# Gear You Wish You Still Had



## Tybone (Feb 12, 2006)

When I look at the prices of those old grey Fuzz Faces I cry. I used to have one but I took it apart back in the late 70's and I never got it back together again. I had a Big muff back then too. I have no Idea where it is. The killer was a 1967 tele with a weak set of pickups that I traded for an El Degas strat with a bill lawrence pickup in it.

Dude's...I want to share your pain.


----------



## zdogma (Mar 21, 2006)

I had a great old Fender Bassman backface piggyback (I think it was a 64 or early 65) that I traded for a Peavey Bandit (sometime in the 80's, when tubes were on the way out) 

It seemed like a good deal at the time...the Peavey had VERB *AND* 75 screaming solid state watts.


----------



## Solid_Gold_Soundlabs (Sep 20, 2006)

oooooh...hearing that hurts......a tele for an el degas! blackface fender for a peavey!!!!!!!


----------



## mrdylan (Apr 22, 2006)

I miss 2 pieces of gear the most.

A tweed Fender 2X12 Blues Deville was one of the first ones with the horrible drive channel but the clean channel was simply amazing I could put any pedal through it and it sounded amazing and it had so much power for a 60 watt amp.

Next was my Digitech GSP 2101 to this day it is the only rackmount processor that simply sounded amazing even recording directly it was a great tool to have.
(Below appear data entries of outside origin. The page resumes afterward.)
//! Options shared by the combination generators.

use crate::error::{Result, SetlapError};
use crate::model::CombinationType;
use crate::order::SortKey;

/// Which generator computes the combinations.
#[derive(Debug, Clone, Copy, Default, PartialEq, Eq)]
#[cfg_attr(feature = "serde", derive(serde::Serialize, serde::Deserialize))]
#[cfg_attr(feature = "serde", serde(rename_all = "snake_case"))]
pub enum Algorithm {
    /// Enumerate the power set and test membership per subset.
    Direct,
    /// Build degree by degree from pairwise merges of the previous degree.
    #[default]
    Incremental,
}

/// Quantity stored in an overlap matrix.
#[derive(Debug, Clone, Copy, Default, PartialEq, Eq)]
#[cfg_attr(feature = "serde", derive(serde::Serialize, serde::Deserialize))]
#[cfg_attr(feature = "serde", serde(rename_all = "snake_case"))]
pub enum OverlapMetric {
    /// `|a ∩ b|`
    #[default]
    Intersection,
    /// `|a ∪ b|`
    Union,
}

impl OverlapMetric {
    /// Derives the metric from both cardinalities and their overlap.
    pub fn apply(self, a: usize, b: usize, overlap: usize) -> usize {
        match self {
            OverlapMetric::Intersection => overlap,
            OverlapMetric::Union => (a + b).saturating_sub(overlap),
        }
    }
}

/// Options for combination generation.
///
/// These options are element-free so they can be stored in dumps and
/// config files; the element universe for the `()` combination is passed
/// separately as a [`Universe`].
#[derive(Debug, Clone, PartialEq, Eq)]
#[cfg_attr(feature = "serde", derive(serde::Serialize, serde::Deserialize))]
#[cfg_attr(feature = "serde", serde(default, rename_all = "camelCase"))]
pub struct GenerateOptions {
    /// Combination semantics.
    #[cfg_attr(feature = "serde", serde(rename = "type"))]
    pub kind: CombinationType,

    /// Minimum degree (inclusive).
    pub min: usize,

    /// Maximum degree (inclusive); `None` means the number of base sets.
    pub max: Option<usize>,

    /// Keep combinations without elements.
    pub empty: bool,

    /// Comparator chain applied to the result.
    pub order: Vec<SortKey>,

    /// Keep at most this many combinations after sorting.
    pub limit: Option<usize>,

    /// Replaces the type's default joiner in generated names.
    pub joiner: Option<String>,

    /// Report an invalid degree range as an error instead of an empty result.
    pub strict: bool,
}

impl Default for GenerateOptions {
    fn default() -> Self {
        Self {
            kind: CombinationType::Intersection,
            min: 0,
            max: None,
            empty: false,
            order: Vec::new(),
            limit: None,
            joiner: None,
            strict: false,
        }
    }
}

impl GenerateOptions {
    pub fn new(kind: CombinationType) -> Self {
        Self {
            kind,
            ..Self::default()
        }
    }

    pub fn intersection() -> Self {
        Self::new(CombinationType::Intersection)
    }

    pub fn union() -> Self {
        Self::new(CombinationType::Union)
    }

    pub fn distinct_intersection() -> Self {
        Self::new(CombinationType::DistinctIntersection)
    }

    pub fn with_min(mut self, min: usize) -> Self {
        self.min = min;
        self
    }

    pub fn with_max(mut self, max: usize) -> Self {
        self.max = Some(max);
        self
    }

    pub fn with_empty(mut self, empty: bool) -> Self {
        self.empty = empty;
        self
    }

    pub fn with_order(mut self, key: SortKey) -> Self {
        self.order.push(key);
        self
    }

    pub fn with_limit(mut self, limit: usize) -> Self {
        self.limit = Some(limit);
        self
    }

    pub fn with_joiner(mut self, joiner: impl Into<String>) -> Self {
        self.joiner = Some(joiner.into());
        self
    }

    pub fn with_strict(mut self, strict: bool) -> Self {
        self.strict = strict;
        self
    }

    /// Joiner used for multi-set names.
    pub fn joiner(&self) -> &str {
        self.joiner
            .as_deref()
            .unwrap_or_else(|| self.kind.default_joiner())
    }

    /// Effective maximum degree for `set_count` base sets.
    pub fn max_degree(&self, set_count: usize) -> usize {
        self.max.map_or(set_count, |max| max.min(set_count))
    }

    /// Checks the degree range.
    ///
    /// Returns `Ok(false)` when the range is empty and the options are not
    /// strict, meaning the result is an empty list.
    ///
    /// # Errors
    ///
    /// Returns [`SetlapError::InvalidRange`] for an empty range in strict mode.
    pub fn check_range(&self) -> Result<bool> {
        match self.max {
            Some(max) if self.min > max => {
                if self.strict {
                    Err(SetlapError::InvalidRange { min: self.min, max })
                } else {
                    Ok(false)
                }
            }
            _ => Ok(true),
        }
    }
}

/// Source of the elements that belong to no base set.
#[derive(Debug)]
pub enum Universe<'a, T> {
    /// Nothing is known beyond the base sets.
    Unknown,
    /// All elements; the ones outside every base set are derived.
    Elems(&'a [T]),
    /// The elements outside every base set, given directly.
    NotPartOfAnySet(&'a [T]),
}

impl<T> Clone for Universe<'_, T> {
    fn clone(&self) -> Self {
        *self
    }
}

impl<T> Copy for Universe<'_, T> {}

impl<T> Default for Universe<'_, T> {
    fn default() -> Self {
        Universe::Unknown
    }
}

impl<T> Universe<'_, T> {
    /// Whether the `()` combination was explicitly requested.
    pub fn is_explicit(&self) -> bool {
        matches!(self, Universe::NotPartOfAnySet(_))
    }
}

#[cfg(test)]
mod tests {
    use super::*;

    #[test]
    fn test_range_checks() {
        let options = GenerateOptions::intersection().with_min(3).with_max(2);
        assert_eq!(options.check_range(), Ok(false));
        assert_eq!(
            options.with_strict(true).check_range(),
            Err(SetlapError::InvalidRange { min: 3, max: 2 })
        );
        assert_eq!(GenerateOptions::union().with_min(2).check_range(), Ok(true));
    }

    #[test]
    fn test_joiner_and_max_degree() {
        assert_eq!(GenerateOptions::union().joiner(), " ∪ ");
        assert_eq!(GenerateOptions::union().with_joiner("&").joiner(), "&");
        assert_eq!(GenerateOptions::intersection().max_degree(4), 4);
        assert_eq!(GenerateOptions::intersection().with_max(2).max_degree(4), 2);
        assert_eq!(GenerateOptions::intersection().with_max(9).max_degree(4), 4);
    }
}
I have tried to buy a new one a few times but they still go for a hefty price really for such an older piece of gear when they are actually up for sale.
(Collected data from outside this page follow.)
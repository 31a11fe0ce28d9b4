//! Element-carrying dumps.

use std::collections::HashMap;
use std::hash::Hash;

use serde::{Deserialize, Serialize};
use setlap_core::codec::{from_indices_array, to_indices_array};
use setlap_core::{
    set_indices, Algorithm, CombinationType, Compress, GenerateOptions, IndicesArray, Set,
    SetCombination, SetLike, SetlapError, Universe,
};
use setlap_engine::generate;
use tracing::{debug, info};

use crate::{
    check_set_index, check_version, reject, remap, DumpResult, DumpSource, Query, RejectedEntry,
    Selection, SetLikeRef, SetLikeRefKind, DUMP_VERSION,
};

type EntryResult<T> = Result<T, SetlapError>;

/// Options for [`create_dump`].
#[derive(Debug, Clone, Copy, PartialEq, Eq, Serialize, Deserialize)]
#[serde(default, rename_all = "snake_case")]
pub struct DumpOptions {
    /// Index sequence encoding.
    pub compress: Compress,
    /// Store combinations; otherwise they are regenerated on load.
    pub include_combinations: bool,
}

impl Default for DumpOptions {
    fn default() -> Self {
        Self {
            compress: Compress::Auto,
            include_combinations: true,
        }
    }
}

impl DumpOptions {
    pub fn new() -> Self {
        Self::default()
    }

    pub fn with_compress(mut self, compress: Compress) -> Self {
        self.compress = compress;
        self
    }

    pub fn with_include_combinations(mut self, include: bool) -> Self {
        self.include_combinations = include;
        self
    }
}

/// Serialized form of a [`Set`].
#[derive(Debug, Clone, PartialEq, Eq, Serialize, Deserialize)]
pub struct SetDump {
    pub name: String,
    pub cardinality: usize,
    pub elems: IndicesArray,
    #[serde(default, skip_serializing_if = "Option::is_none")]
    pub color: Option<String>,
}

/// Serialized form of a [`SetCombination`].
#[derive(Debug, Clone, PartialEq, Eq, Serialize, Deserialize)]
pub struct CombinationDump {
    pub name: String,
    #[serde(rename = "type")]
    pub kind: CombinationType,
    /// Positions of the member sets.
    pub sets: Vec<usize>,
    pub cardinality: usize,
    pub elems: IndicesArray,
    #[serde(default, skip_serializing_if = "Option::is_none")]
    pub color: Option<String>,
}

/// Serialized [`Selection`]: a reference or encoded element indices.
#[derive(Debug, Clone, PartialEq, Eq, Serialize, Deserialize)]
#[serde(untagged)]
pub enum SelectionDump {
    Ref(SetLikeRef),
    Elems(IndicesArray),
}

/// Serialized [`Query`].
#[derive(Debug, Clone, PartialEq, Eq, Serialize, Deserialize)]
pub struct QueryDump {
    pub name: String,
    #[serde(default, skip_serializing_if = "Option::is_none")]
    pub color: Option<String>,
    pub target: SelectionDump,
}

/// A versioned dump of sets, combinations, selection and queries.
#[derive(Debug, Clone, PartialEq, Serialize, Deserialize)]
#[serde(rename_all = "camelCase")]
pub struct Dump {
    pub version: u32,
    pub sets: Vec<SetDump>,
    /// `None` when the combinations are regenerated on load.
    #[serde(default, skip_serializing_if = "Option::is_none")]
    pub combinations: Option<Vec<CombinationDump>>,
    pub combination_options: GenerateOptions,
    #[serde(default, skip_serializing_if = "Option::is_none")]
    pub selection: Option<SelectionDump>,
    #[serde(default, skip_serializing_if = "Vec::is_empty")]
    pub queries: Vec<QueryDump>,
}

impl Dump {
    pub fn to_json(&self) -> DumpResult<String> {
        Ok(serde_json::to_string(self)?)
    }

    pub fn to_json_pretty(&self) -> DumpResult<String> {
        Ok(serde_json::to_string_pretty(self)?)
    }

    pub fn from_json(s: &str) -> DumpResult<Self> {
        Ok(serde_json::from_str(s)?)
    }
}

/// Result of [`load_dump`].
#[derive(Debug, Clone)]
pub struct LoadedDump<T> {
    pub sets: Vec<Set<T>>,
    pub combinations: Vec<SetCombination<T>>,
    pub options: GenerateOptions,
    pub selection: Option<Selection<T>>,
    pub queries: Vec<Query<T>>,
    /// Entries that could not be reconstructed.
    pub rejected: Vec<RejectedEntry>,
}

impl<T> LoadedDump<T> {
    /// Resolves a positional selection; ad hoc elements have no set-like.
    pub fn set_like(&self, selection: &Selection<T>) -> Option<SetLike<'_, T>> {
        match selection {
            Selection::Set(i) => self.sets.get(*i).map(SetLike::Set),
            Selection::Combination(i) => self.combinations.get(*i).map(SetLike::Combination),
            Selection::Elems(_) => None,
        }
    }
}

/// Creates a dump, encoding elements as positions in `elems`.
///
/// # Errors
///
/// Fails when an element is missing from `elems` or a selection points
/// outside the source lists.
pub fn create_dump<'a, T>(
    source: &DumpSource<'a, T>,
    elems: &'a [T],
    options: &DumpOptions,
) -> DumpResult<Dump>
where
    T: Eq + Hash,
{
    create_dump_by(source, elems, |e| e, options)
}

/// Creates a dump, identifying elements by `to_elem_key`.
///
/// When two entries of `elems` share a key, the first position is used.
pub fn create_dump_by<'a, T, K, F>(
    source: &DumpSource<'a, T>,
    elems: &'a [T],
    to_elem_key: F,
    options: &DumpOptions,
) -> DumpResult<Dump>
where
    K: Eq + Hash,
    F: Fn(&'a T) -> K,
{
    let mut index: HashMap<K, usize> = HashMap::with_capacity(elems.len());
    for (i, e) in elems.iter().enumerate() {
        index.entry(to_elem_key(e)).or_insert(i);
    }
    let encode = |items: &'a [T]| -> EntryResult<IndicesArray> {
        let positions = items
            .iter()
            .map(|e| {
                index.get(&to_elem_key(e)).copied().ok_or_else(|| {
                    SetlapError::InvalidDump("element missing from the element list".to_string())
                })
            })
            .collect::<EntryResult<Vec<usize>>>()?;
        Ok(to_indices_array(&positions, options.compress))
    };

    let sets = source
        .sets
        .iter()
        .map(|s| {
            Ok(SetDump {
                name: s.name().to_string(),
                cardinality: s.cardinality(),
                elems: encode(s.elems())?,
                color: s.color().map(str::to_string),
            })
        })
        .collect::<EntryResult<Vec<_>>>()?;

    let combinations = if options.include_combinations {
        let dumped = source
            .combinations
            .iter()
            .map(|c| {
                Ok(CombinationDump {
                    name: c.name().to_string(),
                    kind: c.combination_type(),
                    sets: c.sets().iter().copied().collect(),
                    cardinality: c.cardinality(),
                    elems: encode(c.elems())?,
                    color: c.color().map(str::to_string),
                })
            })
            .collect::<EntryResult<Vec<_>>>()?;
        Some(dumped)
    } else {
        None
    };

    let selection = source
        .selection
        .map(|s| dump_selection(s, source, &encode))
        .transpose()?;
    let queries = source
        .queries
        .iter()
        .map(|q| {
            Ok(QueryDump {
                name: q.name.clone(),
                color: q.color.clone(),
                target: dump_selection(&q.target, source, &encode)?,
            })
        })
        .collect::<EntryResult<Vec<_>>>()?;

    debug!(
        event = "dump_created",
        sets = sets.len(),
        combinations = source.combinations.len(),
        include_combinations = options.include_combinations,
        queries = queries.len(),
    );

    Ok(Dump {
        version: DUMP_VERSION,
        sets,
        combinations,
        combination_options: source.options.clone(),
        selection,
        queries,
    })
}

fn dump_selection<'a, T, E>(
    selection: &'a Selection<T>,
    source: &DumpSource<'a, T>,
    encode: &E,
) -> EntryResult<SelectionDump>
where
    E: Fn(&'a [T]) -> EntryResult<IndicesArray>,
{
    match selection {
        Selection::Set(i) => {
            check_set_index(*i, source.sets.len()).map(|i| SelectionDump::Ref(SetLikeRef::set(i)))
        }
        Selection::Combination(i) if *i < source.combinations.len() => {
            Ok(SelectionDump::Ref(SetLikeRef::combination(*i)))
        }
        Selection::Combination(i) => Err(SetlapError::IndexOutOfRange {
            what: "combinations",
            index: *i,
            len: source.combinations.len(),
        }),
        Selection::Elems(elems) => encode(elems).map(SelectionDump::Elems),
    }
}

/// Reconstructs sets, combinations, selection and queries.
///
/// Omitted combinations are regenerated from the stored options. Selection
/// and query references to combinations keep pointing at the same entries
/// when earlier combinations were rejected.
///
/// # Errors
///
/// Fails on a version mismatch, on any invalid set, and when regenerating
/// combinations fails. Other invalid entries end up in
/// [`LoadedDump::rejected`].
pub fn load_dump<T>(dump: &Dump, elems: &[T]) -> DumpResult<LoadedDump<T>>
where
    T: Clone + Eq + Hash,
{
    check_version(dump.version)?;

    let sets = dump
        .sets
        .iter()
        .enumerate()
        .map(|(i, s)| {
            load_set(s, elems)
                .map_err(|e| SetlapError::InvalidDump(format!("sets[{i}]: {e}")))
        })
        .collect::<EntryResult<Vec<_>>>()?;

    let mut rejected = Vec::new();
    let (combinations, positions) = match &dump.combinations {
        Some(dumped) => {
            let mut combinations = Vec::with_capacity(dumped.len());
            let mut positions = Vec::with_capacity(dumped.len());
            for (i, c) in dumped.iter().enumerate() {
                match load_combination(c, sets.len(), elems) {
                    Ok(c) => {
                        positions.push(Some(combinations.len()));
                        combinations.push(c);
                    }
                    Err(e) => {
                        positions.push(None);
                        reject(&mut rejected, format!("combinations[{i}]"), e);
                    }
                }
            }
            (combinations, positions)
        }
        None => {
            let combinations = generate(
                &sets,
                &dump.combination_options,
                Universe::Elems(elems),
                Algorithm::Incremental,
            )?;
            let positions = (0..combinations.len()).map(Some).collect();
            (combinations, positions)
        }
    };

    let selection = match &dump.selection {
        Some(s) => match load_selection(s, sets.len(), &positions, elems) {
            Ok(s) => Some(s),
            Err(e) => {
                reject(&mut rejected, "selection".to_string(), e);
                None
            }
        },
        None => None,
    };

    let mut queries = Vec::with_capacity(dump.queries.len());
    for (i, q) in dump.queries.iter().enumerate() {
        match load_selection(&q.target, sets.len(), &positions, elems) {
            Ok(target) => queries.push(Query {
                name: q.name.clone(),
                color: q.color.clone(),
                target,
            }),
            Err(e) => reject(&mut rejected, format!("queries[{i}]"), e),
        }
    }

    info!(
        event = "dump_loaded",
        sets = sets.len(),
        combinations = combinations.len(),
        regenerated = dump.combinations.is_none(),
        queries = queries.len(),
        rejected = rejected.len(),
    );

    Ok(LoadedDump {
        sets,
        combinations,
        options: dump.combination_options.clone(),
        selection,
        queries,
        rejected,
    })
}

fn check_cardinality(expected: usize, actual: usize) -> EntryResult<()> {
    if expected == actual {
        Ok(())
    } else {
        Err(SetlapError::InvalidDump(format!(
            "cardinality {expected} does not match {actual} elements"
        )))
    }
}

fn load_set<T: Clone>(dumped: &SetDump, elems: &[T]) -> EntryResult<Set<T>> {
    let members = from_indices_array(&dumped.elems, elems)?;
    check_cardinality(dumped.cardinality, members.len())?;
    let set = Set::new(dumped.name.clone(), members);
    Ok(match &dumped.color {
        Some(color) => set.with_color(color.clone()),
        None => set,
    })
}

fn load_combination<T: Clone>(
    dumped: &CombinationDump,
    set_count: usize,
    elems: &[T],
) -> EntryResult<SetCombination<T>> {
    let sets = dumped
        .sets
        .iter()
        .map(|&i| check_set_index(i, set_count))
        .collect::<EntryResult<Vec<_>>>()?;
    let members = from_indices_array(&dumped.elems, elems)?;
    check_cardinality(dumped.cardinality, members.len())?;
    let combination =
        SetCombination::new(dumped.name.clone(), dumped.kind, set_indices(sets), members);
    Ok(match &dumped.color {
        Some(color) => combination.with_color(color.clone()),
        None => combination,
    })
}

fn load_selection<T: Clone>(
    dumped: &SelectionDump,
    set_count: usize,
    positions: &[Option<usize>],
    elems: &[T],
) -> EntryResult<Selection<T>> {
    match dumped {
        SelectionDump::Ref(r) => match r.kind {
            SetLikeRefKind::Set => check_set_index(r.index, set_count).map(Selection::Set),
            SetLikeRefKind::Combination => remap(positions, r.index).map(Selection::Combination),
        },
        SelectionDump::Elems(indices) => from_indices_array(indices, elems).map(Selection::Elems),
    }
}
I would buy either of them again in a heartbeat if I had the cash at the time.


----------



## GuitarsCanada (Dec 30, 2005)

There are a few guitars that come to mind.

1) 1976 Hagstrom Swede
2) 1996 Fender Strat Japan
3) 1996 Fender USA Anniversary Strat
4) 1987 Ibanez RG570 Japan
5) 2002 Jackson KV2 USA Korina


Those are a few I can recall that I wish I would have hung on to. Amp wise, I had a Marshall JTM 60 that was really nice.


----------



## hoser (Feb 2, 2006)

es-135
sg classic
marshall 1960ax
peavey classic 50/50 poweramp
voodoo lab preamp


----------



## GuitarsCanada (Dec 30, 2005)

Thats some heavy duty hitters there, man. Wish I had a few of those too.


----------



## Mooh (Mar 7, 2007)

Fender lap steel with three digit serial number, 6 strings, brown, screw in legs, tweed case, screamer of a pick-up.

Fender Telecaster Deluxe, early '70s, brown, sold in '81 but resurfaced in '05 at Folkway Music (Guelph) for 5 or 6 times what I paid for it.
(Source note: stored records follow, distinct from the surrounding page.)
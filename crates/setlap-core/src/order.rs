//! Ordering and limiting of sets and combinations.
//!
//! Sort keys form a comparator chain evaluated left to right; the first
//! non-equal comparison decides. Sorting is stable, so ties keep the
//! relative order produced by the generator.

use std::cmp::Ordering;
use std::fmt;
use std::str::FromStr;

use crate::error::SetlapError;
use crate::model::{Set, SetCombination, SetLikeInfo};

/// Attribute a sort key compares.
#[derive(Debug, Clone, Copy, PartialEq, Eq, Hash)]
pub enum SortField {
    /// Number of elements.
    Cardinality,
    /// Lexicographic name.
    Name,
    /// Number of member sets.
    Degree,
    /// Position of the first member set in the base set ordering.
    Group,
}

impl SortField {
    fn default_direction(self) -> SortDirection {
        match self {
            SortField::Cardinality => SortDirection::Desc,
            SortField::Name | SortField::Degree | SortField::Group => SortDirection::Asc,
        }
    }

    fn as_str(self) -> &'static str {
        match self {
            SortField::Cardinality => "cardinality",
            SortField::Name => "name",
            SortField::Degree => "degree",
            SortField::Group => "group",
        }
    }
}

#[derive(Debug, Clone, Copy, PartialEq, Eq, Hash)]
pub enum SortDirection {
    Asc,
    Desc,
}

/// One link of the comparator chain.
///
/// Parses from and formats to `field[:asc|:desc]`, e.g. `"cardinality:desc"`
/// or `"name"`. Without a direction, cardinality sorts descending and every
/// other field ascending.
#[derive(Debug, Clone, Copy, PartialEq, Eq, Hash)]
#[cfg_attr(feature = "serde", derive(serde::Serialize, serde::Deserialize))]
#[cfg_attr(feature = "serde", serde(try_from = "String", into = "String"))]
pub struct SortKey {
    pub field: SortField,
    pub direction: SortDirection,
}

impl SortKey {
    pub fn new(field: SortField, direction: SortDirection) -> Self {
        Self { field, direction }
    }

    pub fn cardinality() -> Self {
        Self::new(SortField::Cardinality, SortDirection::Desc)
    }

    pub fn name() -> Self {
        Self::new(SortField::Name, SortDirection::Asc)
    }

    pub fn degree() -> Self {
        Self::new(SortField::Degree, SortDirection::Asc)
    }

    pub fn group() -> Self {
        Self::new(SortField::Group, SortDirection::Asc)
    }

    /// Returns this key with the opposite direction.
    pub fn reversed(self) -> Self {
        let direction = match self.direction {
            SortDirection::Asc => SortDirection::Desc,
            SortDirection::Desc => SortDirection::Asc,
        };
        Self { direction, ..self }
    }

    fn compare<X: SetLikeInfo>(&self, a: &Ranked<X>, b: &Ranked<X>) -> Ordering {
        let ordering = match self.field {
            SortField::Cardinality => a.item.cardinality().cmp(&b.item.cardinality()),
            SortField::Name => a.item.name().cmp(b.item.name()),
            SortField::Degree => a.degree.cmp(&b.degree),
            SortField::Group => match (a.group, b.group) {
                (Some(x), Some(y)) => x.cmp(&y),
                // no matching set sorts last in either direction
                (Some(_), None) => return Ordering::Less,
                (None, Some(_)) => return Ordering::Greater,
                (None, None) => Ordering::Equal,
            },
        };
        match self.direction {
            SortDirection::Asc => ordering,
            SortDirection::Desc => ordering.reverse(),
        }
    }
}

impl fmt::Display for SortKey {
    fn fmt(&self, f: &mut fmt::Formatter<'_>) -> fmt::Result {
        let direction = match self.direction {
            SortDirection::Asc => "asc",
            SortDirection::Desc => "desc",
        };
        write!(f, "{}:{}", self.field.as_str(), direction)
    }
}

impl FromStr for SortKey {
    type Err = SetlapError;

    fn from_str(s: &str) -> Result<Self, Self::Err> {
        let (field, direction) = match s.trim().split_once(':') {
            Some((field, direction)) => (field, Some(direction)),
            None => (s.trim(), None),
        };
        let field = match field {
            "cardinality" => SortField::Cardinality,
            "name" => SortField::Name,
            "degree" => SortField::Degree,
            "group" => SortField::Group,
            _ => return Err(SetlapError::InvalidSortKey(s.to_string())),
        };
        let direction = match direction {
            None => field.default_direction(),
            Some("asc") => SortDirection::Asc,
            Some("desc") => SortDirection::Desc,
            Some(_) => return Err(SetlapError::InvalidSortKey(s.to_string())),
        };
        Ok(Self { field, direction })
    }
}

impl TryFrom<String> for SortKey {
    type Error = SetlapError;

    fn try_from(value: String) -> Result<Self, Self::Error> {
        value.parse()
    }
}

impl From<SortKey> for String {
    fn from(key: SortKey) -> Self {
        key.to_string()
    }
}

/// Ordering and truncation applied after extraction or generation.
#[derive(Debug, Clone, Default, PartialEq, Eq)]
#[cfg_attr(feature = "serde", derive(serde::Serialize, serde::Deserialize))]
pub struct SetPostprocess {
    /// Comparator chain; empty keeps the input order.
    #[cfg_attr(feature = "serde", serde(default))]
    pub order: Vec<SortKey>,

    /// Keep at most this many items after sorting.
    #[cfg_attr(feature = "serde", serde(default))]
    pub limit: Option<usize>,
}

impl SetPostprocess {
    pub fn new() -> Self {
        Self::default()
    }

    pub fn with_order(mut self, key: SortKey) -> Self {
        self.order.push(key);
        self
    }

    pub fn with_limit(mut self, limit: usize) -> Self {
        self.limit = Some(limit);
        self
    }
}

struct Ranked<X> {
    item: X,
    degree: usize,
    group: Option<usize>,
}

fn sort_and_limit<X: SetLikeInfo>(
    mut ranked: Vec<Ranked<X>>,
    order: &[SortKey],
    limit: Option<usize>,
) -> Vec<X> {
    if !order.is_empty() {
        ranked.sort_by(|a, b| {
            order
                .iter()
                .map(|key| key.compare(a, b))
                .find(|o| *o != Ordering::Equal)
                .unwrap_or(Ordering::Equal)
        });
    }
    if let Some(limit) = limit {
        ranked.truncate(limit);
    }
    ranked.into_iter().map(|r| r.item).collect()
}

/// Sorts and truncates base sets.
///
/// A set's group is its position in `sets`; its degree is 1.
pub fn postprocess_sets<T>(sets: Vec<Set<T>>, options: &SetPostprocess) -> Vec<Set<T>> {
    let ranked = sets
        .into_iter()
        .enumerate()
        .map(|(i, item)| Ranked {
            item,
            degree: 1,
            group: Some(i),
        })
        .collect();
    sort_and_limit(ranked, &options.order, options.limit)
}

/// Sorts and truncates combinations.
///
/// A combination's group is its lowest member set position.
pub fn postprocess_combinations<T>(
    combinations: Vec<SetCombination<T>>,
    order: &[SortKey],
    limit: Option<usize>,
) -> Vec<SetCombination<T>> {
    let ranked = combinations
        .into_iter()
        .map(|item| Ranked {
            degree: item.degree(),
            group: item.sets().iter().next().copied(),
            item,
        })
        .collect();
    sort_and_limit(ranked, order, limit)
}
Fender Telecaster Bass, mid '70s, one humbucker, sold in 
'82(?), terrifying thump with flatwounds.

Gibson B-25 flattop acoustic, rebridged.

Fender Princeton amp.

Goya Strat copy with dragon carved in the top.

Those are the most missed, various Teles and Strats too.


----------



## washburned (Oct 13, 2006)

'58 Strat and '62 Super (Brownface); '70s Les Paul Anniversary Special;'64 Tremolux head.


----------



## nine (Apr 23, 2006)

zdogma said:


> I had a great old Fender Bassman backface piggyback (I think it was a 64 or early 65) that I traded for a Peavey Bandit (sometime in the 80's, when tubes were on the way out)
> 
> It seemed like a good deal at the time...the Peavey had VERB *AND* 75 screaming solid state watts.


Good lord, that's the worst trade I've ever heard of. I was just a teen in the 80's, so I didn't know that there was a point that solid state was considered better. Thank god I managed to miss that trend.


----------



## james on bass (Feb 4, 2006)

One bass I really wish I had kept, was an early 90s Warwick Thumb neck-thru 6 string with Barts. Damn near $4000 to get one now, and they use MEC pickups now which I don't praticularly like, not that I could drop that kinda dough on a bass anymore.


----------



## Gunny (Feb 21, 2006)

*gear long gone*

I'd love to have my 60s Precision Bass. Purchased for $400 used at Long & McQuade. It would be worth a whole lot today.
I liked that instrument so much that I purchased the reissue a couple of years ago, which for all intents is identical.


----------



## Rumble_b (Feb 14, 2006)

Only thing I wish I still had was my Boss DM-2 Analog delay. I got for $30 in a pawn shop somewhere in the states about 12-13 years ago. I kept it for a few years then sold it for $75 to buy more gear. I thought I did great I made money. That was untill a few years I ago when I realised how great it sounded and wanted it back. Now they're hard to find and go for $300-$500 US in bad shape.


----------



## zdogma (Mar 21, 2006)

nine said:


> Good lord, that's the worst trade I've ever heard of. I was just a teen in the 80's, so I didn't know that there was a point that solid state was considered better. Thank god I managed to miss that trend.


It wasn't a good time. 

The Peavey was my main amp for about 3 years after, when I bought a silverface Bassman 10 (not a bad amp, loud and clean, not as good as the original bassman) for 200 dollars. I still own that one, but it is out on semi permenant loan to a friend in NB.


----------